I think railbird is high!!! Not the way he wanted either!!


----------



## DMC (Apr 2, 2006)

That thing would be a blast on an SCB at high speed, or in a lightning storm. 

Jumping to the water from there would be fun as well.


----------



## railbird (Jan 2, 2009)

On The Hook said:


> Does not look safe to me, and I work in elevated situations often. The rear legs do not look to have much if any lateral support. Too much of an unsupported span for such light duty material.
> 
> I like your ideas, but not the implementation. I would suggest you consult with an engineer. Seriously, you could kill someone with that rig.
> 
> I wish you the best of luck, and think you will need it.


What you see is only my starting point. This is not a complete setup yet, all supports have yet to be installed. The center of the tower has a schedual 80 2" aluminum mast that bolts to the deck in front of the leaning post. It will be supported from 4-6 locations with stainless steel cables for support of rear supports, tower and mast. I am not getting up there until all supports are installed. The front tower is also missing a cross brace in the above picture. I thank you for your input, i will be vary careful with this while we are shoring it up.


----------



## railbird (Jan 2, 2009)

MarshJr. said:


> WOW... how tall is that?


From base of video tower is 20'8".


----------



## Bruce J (Jun 27, 2004)

To paraphrase an old saying: Don't build any higher than you are willing to fall!


----------



## bayman83 (Sep 8, 2010)

*wow*

Was there any math involved in this build? Or was it more like, "this should work"... That build is gonna need some outrigger pontoons at a minimum... looks rad though, good luck... Are your gonna run a steering cable up?

-Filthy


----------



## elm_tx (May 3, 2010)

*Interesting*

How do they get from the deck of the boat up to the first stair?


----------



## railbird (Jan 2, 2009)

as it stands, the tower will withstand approximately 6500lbs if the mast is perfectly straight at 0 degrees angle fixed at both ends. Worst case scenario is 412lb fixed one end free to move any direction on top several feet. This cannot happen because lateral movement will be less than an inch when tie down.

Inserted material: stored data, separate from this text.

//! Toast Notification Component
//!
//! Shows success and error messages.

use leptos::*;

use crate::state::global::GlobalState;

/// Toast notification container
#[component]
pub fn Toast() -> impl IntoView {
    let state = use_context::<GlobalState>().expect("GlobalState not found");

    view! {
        <div class="fixed bottom-6 end-4 z-50 space-y-2" role="status" aria-live="polite">
            // Success toast
            {move || {
                state.success.get().map(|msg| view! {
                    <ToastMessage message=msg variant=ToastVariant::Success />
                })
            }}

            // Error toast
            {move || {
                state.error.get().map(|msg| view! {
                    <ToastMessage message=msg variant=ToastVariant::Error />
                })
            }}
        </div>
    }
}

#[derive(Clone, Copy)]
enum ToastVariant {
    Success,
    Error,
}

#[component]
fn ToastMessage(
    #[prop(into)]
    message: String,
    variant: ToastVariant,
) -> impl IntoView {
    let (icon, bg_class) = match variant {
        ToastVariant::Success => ("✓", "bg-emerald-600"),
        ToastVariant::Error => ("✕", "bg-red-600"),
    };

    view! {
        <div class=format!(
            "flex items-center gap-3 {} text-white px-4 py-3 rounded-lg shadow-lg \
             transform transition-all duration-300 ease-out animate-slide-in",
            bg_class
        )>
            <span class="text-lg" aria-hidden="true">{icon}</span>
            <span class="text-sm font-medium">{message}</span>
        </div>
    }
}
//! WaBulk Dashboard
//!
//! Browser dashboard for bulk WhatsApp outreach built with Leptos (WASM).
//!
//! # Features
//!
//! - Upload JSON lists of places and track their connectivity status
//! - Per-list message templates with placeholder substitution
//! - One-click wa.me deep links with the rendered message
//! - Infinite scroll with status filtering and search
//! - Light/dark theming, RTL and accessibility preferences
//!
//! # Architecture
//!
//! This is a client-side rendered (CSR) Leptos application that compiles to
//! WebAssembly. It communicates with the WaBulk API over HTTP and keeps
//! user preferences in browser local storage.

use leptos::*;

mod api;
mod app;
mod components;
mod pages;
mod state;
mod storage;
mod upload;
mod whatsapp;

fn main() {
    // Set up panic hook for better error messages in WASM
    console_error_panic_hook::set_once();

    // Mount the app to the document body
    mount_to_body(|| view! { <app::App /> });
}
//! Theme Toggle Component
//!
//! Header control that flips between light and dark mode, with a small
//! settings panel for text direction and contrast.

use leptos::*;

use crate::state::theme::{ThemeMode, ThemeState};

#[component]
pub fn ThemeToggle() -> impl IntoView {
    let theme = use_context::<ThemeState>().expect("ThemeState not found");

    let (panel_open, set_panel_open) = create_signal(false);

    let mode = theme.mode;
    let rtl = theme.rtl;
    let high_contrast = theme.high_contrast;

    let theme_for_click = theme.clone();
    let theme_for_style = theme.clone();
    let theme_for_panel = theme;

    view! {
        <div class="relative flex items-center gap-1">
            <button
                on:click=move |_| theme_for_click.toggle_mode()
                class="p-2 rounded-lg bg-gray-100 hover:bg-gray-200 dark:bg-gray-800 dark:hover:bg-gray-700 transition-colors"
                style=move || format!("transition-duration: {}ms", theme_for_style.transition_ms())
                title="Toggle theme (Ctrl+Shift+T)"
                aria-label="Toggle theme"
            >
                {move || match mode.get() {
                    ThemeMode::Light => "🌙",
                    ThemeMode::Dark => "☀️",
                }}
            </button>

            <button
                on:click=move |_| set_panel_open.update(|open| *open = !*open)
                class="p-2 rounded-lg bg-gray-100 hover:bg-gray-200 dark:bg-gray-800 dark:hover:bg-gray-700 transition-colors"
                title="Theme settings"
                aria-label="Theme settings"
                aria-expanded=move || panel_open.get().to_string()
            >
                "⚙️"
            </button>

            {move || panel_open.get().then(|| {
                let theme_for_light = theme_for_panel.clone();
                let theme_for_dark = theme_for_panel.clone();
                let theme_for_rtl = theme_for_panel.clone();
                let theme_for_contrast = theme_for_panel.clone();

                view! {
                    <div class="absolute end-0 top-12 w-64 bg-white dark:bg-gray-800 border border-gray-200
                                dark:border-gray-700 rounded-xl shadow-lg p-4 space-y-4 z-40">
                        <h3 class="text-sm font-semibold">"Theme Settings"</h3>

                        // Appearance
                        <div class="flex rounded-lg bg-gray-100 dark:bg-gray-700 p-1" role="radiogroup" aria-label="Appearance">
                            <button
                                on:click=move |_| {
                                    if mode.get_untracked() == ThemeMode::Dark {
                                        theme_for_light.toggle_mode();
                                    }
                                }
                                aria-checked=move || (mode.get() == ThemeMode::Light).to_string()
                                role="radio"
                                class=move || segment_class(mode.get() == ThemeMode::Light)
                            >
                                "☀️ Light"
                            </button>
                            <button
                                on:click=move |_| {
                                    if mode.get_untracked() == ThemeMode::Light {
                                        theme_for_dark.toggle_mode();
                                    }
                                }
                                aria-checked=move || (mode.get() == ThemeMode::Dark).to_string()
                                role="radio"
                                class=move || segment_class(mode.get() == ThemeMode::Dark)
                            >
                                "🌙 Dark"
                            </button>
                        </div>

                        <SwitchRow
                            label="Right-to-Left"
                            checked=rtl
                            on_toggle=move || theme_for_rtl.set_rtl(!rtl.get_untracked())
                        />
                        <SwitchRow
                            label="High Contrast"
                            checked=high_contrast
                            on_toggle=move || {
                                theme_for_contrast.set_high_contrast(!high_contrast.get_untracked())
                            }
                        />

                        <p class="text-xs text-gray-400 pt-3 border-t border-gray-200 dark:border-gray-700">
                            "Ctrl+Shift+T toggles the theme"
                        </p>
                    </div>
                }
            })}
        </div>
    }
}

fn segment_class(active: bool) -> String {
    let base = "flex-1 px-3 py-1.5 rounded-md text-sm font-medium transition-colors";
    if active {
        format!("{} bg-white dark:bg-gray-800 shadow-sm", base)
    } else {
        format!("{} text-gray-500 dark:text-gray-400", base)
    }
}

/// Labeled switch for one boolean preference
#[component]
fn SwitchRow(
    label: &'static str,
    #[prop(into)]
    checked: Signal<bool>,
    on_toggle: impl Fn() + 'static,
) -> impl IntoView {
    view! {
        <div class="flex items-center justify-between gap-6">
            <span class="text-sm font-medium">{label}</span>
            <button
                role="switch"
                aria-checked=move || checked.get().to_string()
                aria-label=label
                on:click=move |_| on_toggle()
                class=move || {
                    let base = "relative w-11 h-6 rounded-full transition-colors";
                    if checked.get() {
                        format!("{} bg-emerald-600", base)
                    } else {
                        format!("{} bg-gray-300 dark:bg-gray-600", base)
                    }
                }
            >
                <span class=move || {
                    let base = "absolute top-1 w-4 h-4 rounded-full bg-white transition-all";
                    if checked.get() {
                        format!("{} start-6", base)
                    } else {
                        format!("{} start-1", base)
                    }
                } />
            </button>
        </div>
    }
}
//! App Root Component
//!
//! Main application component with global providers and screen switching.

use leptos::*;
use wasm_bindgen::prelude::*;
use wasm_bindgen::JsCast;

use crate::components::Toast;
use crate::pages::{Dashboard, Welcome};
use crate::state::global::{provide_global_state, GlobalState, Screen};
use crate::state::theme::{provide_theme_state, ThemeState};

/// Root application component
#[component]
pub fn App() -> impl IntoView {
    // Provide global state to all components
    provide_global_state();
    provide_theme_state();

    let state = use_context::<GlobalState>().expect("GlobalState not found");
    let theme = use_context::<ThemeState>().expect("ThemeState not found");

    // Ctrl/Cmd+Shift+T toggles the theme from anywhere
    register_theme_shortcut(theme);

    let screen = state.screen;

    view! {
        <div class="min-h-screen bg-gray-50 text-gray-900 dark:bg-gray-900 dark:text-white">
            {move || match screen.get() {
                Screen::Welcome => view! { <Welcome /> }.into_view(),
                Screen::Dashboard => view! { <Dashboard /> }.into_view(),
            }}

            // Toast notifications
            <Toast />
        </div>
    }
}

/// Global keydown listener for the theme shortcut
fn register_theme_shortcut(theme: ThemeState) {
    let closure = Closure::wrap(Box::new(move |ev: web_sys::KeyboardEvent| {
        let combo = (ev.ctrl_key() || ev.meta_key()) && ev.shift_key();
        if combo && ev.key().eq_ignore_ascii_case("t") {
            ev.prevent_default();
            theme.toggle_mode();
        }
    }) as Box<dyn FnMut(web_sys::KeyboardEvent)>);

    if let Some(window) = web_sys::window() {
        let _ = window.add_event_listener_with_callback("keydown", closure.as_ref().unchecked_ref());
    }
    closure.forget();
}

This doesn't take into considerastion that the mast will be pinned to the base of the tower, so the stairs and the 1 1/4" rear supports will be able to handle an additional 700lbs or so.


----------



## railbird (Jan 2, 2009)

elm_tx said:


> How do they get from the deck of the boat up to the first stair?

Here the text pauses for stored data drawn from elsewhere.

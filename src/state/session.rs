//! User Session
//!
//! Local-only identity captured by the welcome screen. Nothing here is
//! sent to the server; the stored name just personalizes the dashboard.

use serde::{Deserialize, Serialize};

use crate::storage::{KeyValueStore, USER_KEY};

/// Stored user identity
#[derive(Debug, Clone, PartialEq, Eq, Serialize, Deserialize)]
pub struct Session {
    pub name: String,
    #[serde(default)]
    pub created_at: Option<String>,
}

impl Session {
    /// Start a session for a display name, stamped with the current time
    pub fn new(name: &str) -> Self {
        Self {
            name: name.trim().to_string(),
            created_at: Some(chrono::Utc::now().to_rfc3339()),
        }
    }

    /// First word of the name, for compact greetings
    pub fn first_name(&self) -> &str {
        self.name.split_whitespace().next().unwrap_or(&self.name)
    }
}

/// Load the stored session, dropping unreadable data
pub fn load_session(store: &dyn KeyValueStore) -> Option<Session> {
    let raw = store.get(USER_KEY)?;
    serde_json::from_str(&raw).ok()
}

/// Persist the session for future visits
pub fn save_session(store: &dyn KeyValueStore, session: &Session) {
    if let Ok(raw) = serde_json::to_string(session) {
        store.set(USER_KEY, &raw);
    }
}

/// Forget the stored session
pub fn clear_session(store: &dyn KeyValueStore) {
    store.remove(USER_KEY);
}

/// Time-of-day greeting for a 24h clock hour
pub fn greeting(hour: u32) -> &'static str {
    match hour {
        5..=11 => "Good morning",
        12..=17 => "Good afternoon",
        _ => "Good evening",
    }
}

#[cfg(test)]
mod tests {
    use super::*;
    use crate::storage::MemoryStore;

    #[test]
    fn test_session_roundtrip() {
        let store = MemoryStore::new();
        let session = Session::new("  Amira Hassan ");

        save_session(&store, &session);
        let loaded = load_session(&store).unwrap();

        assert_eq!(loaded.name, "Amira Hassan");
        assert!(loaded.created_at.is_some());
    }

    #[test]
    fn test_clear_session() {
        let store = MemoryStore::new();
        save_session(&store, &Session::new("Amira"));

        clear_session(&store);

        assert!(load_session(&store).is_none());
    }

    #[test]
    fn test_load_tolerates_junk() {
        let store = MemoryStore::new();
        store.set(USER_KEY, "not json");

        assert!(load_session(&store).is_none());
    }

    #[test]
    fn test_first_name() {
        assert_eq!(Session::new("Amira Hassan").first_name(), "Amira");
        assert_eq!(Session::new("Amira").first_name(), "Amira");
    }

    #[test]
    fn test_greeting_by_hour() {
        assert_eq!(greeting(6), "Good morning");
        assert_eq!(greeting(11), "Good morning");
        assert_eq!(greeting(12), "Good afternoon");
        assert_eq!(greeting(17), "Good afternoon");
        assert_eq!(greeting(18), "Good evening");
        assert_eq!(greeting(2), "Good evening");
    }
}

we climb the front tower and access the stairs from the back under the leaning rail.


----------



## mlutz95 (Feb 25, 2010)

somebody got on my account....


----------



## mlutz95 (Feb 25, 2010)

sorry guys you can ignore that last post, my friend got on my computer. hes an idiot....sorry!!!!


----------



## railbird (Jan 2, 2009)

My biggest concern is lateral force and leverage if boat leans due to weight shift.


----------



## fishingtwo (Feb 23, 2009)

*you gonna need a long pole*
I think we need a bigger boat
nice job -thanks for sharing-
look forward to the video
*look out for seagulls and anything else flying around up there*


----------



## big v (Sep 17, 2005)

*Fun things to do 20ft up*

Duck blind, hog hunt, bow fish , skeet shoot, driving range, there endless lol. cool rig


----------



## V-Bottom (Jun 16, 2007)

where ya'll put in at?? better yet.........how do ya get there???


----------



## railbird (Jan 2, 2009)

All tower sections fold down, i can go under a 5' bridge with some small adjustments. Towing set up to travel, i need 13' clearance.


----------



## railbird (Jan 2, 2009)

Alright, here's the deal. I've always been a go for it kinda guy, but I haven't slept since I stood this thing up yesterday. It feels like i can handle it, but the weight, height and bulkiness is just too scary to even put it in the water. I am going to get up tomorrow and take about 30% of the weight off, by shortening the stairs and and making it into more of a gang plank. changing the angle from 45 degrees to about 22.5 degrees. This will effectively lower the overall height by 4 feet, but if i stand instead of sit, I will only loose approximately 3'. The overall length will be reduced by about 3-4', haven't done the math yet. This will also create better angles for cabling. I call it a win all the way around. I will make it fit my needs as long as I can make it safe. My greatest concern from the start has been the enherant top heaviness of all this. I will greatly reduce that and make it easier to setup. Hence i will get to use it more. 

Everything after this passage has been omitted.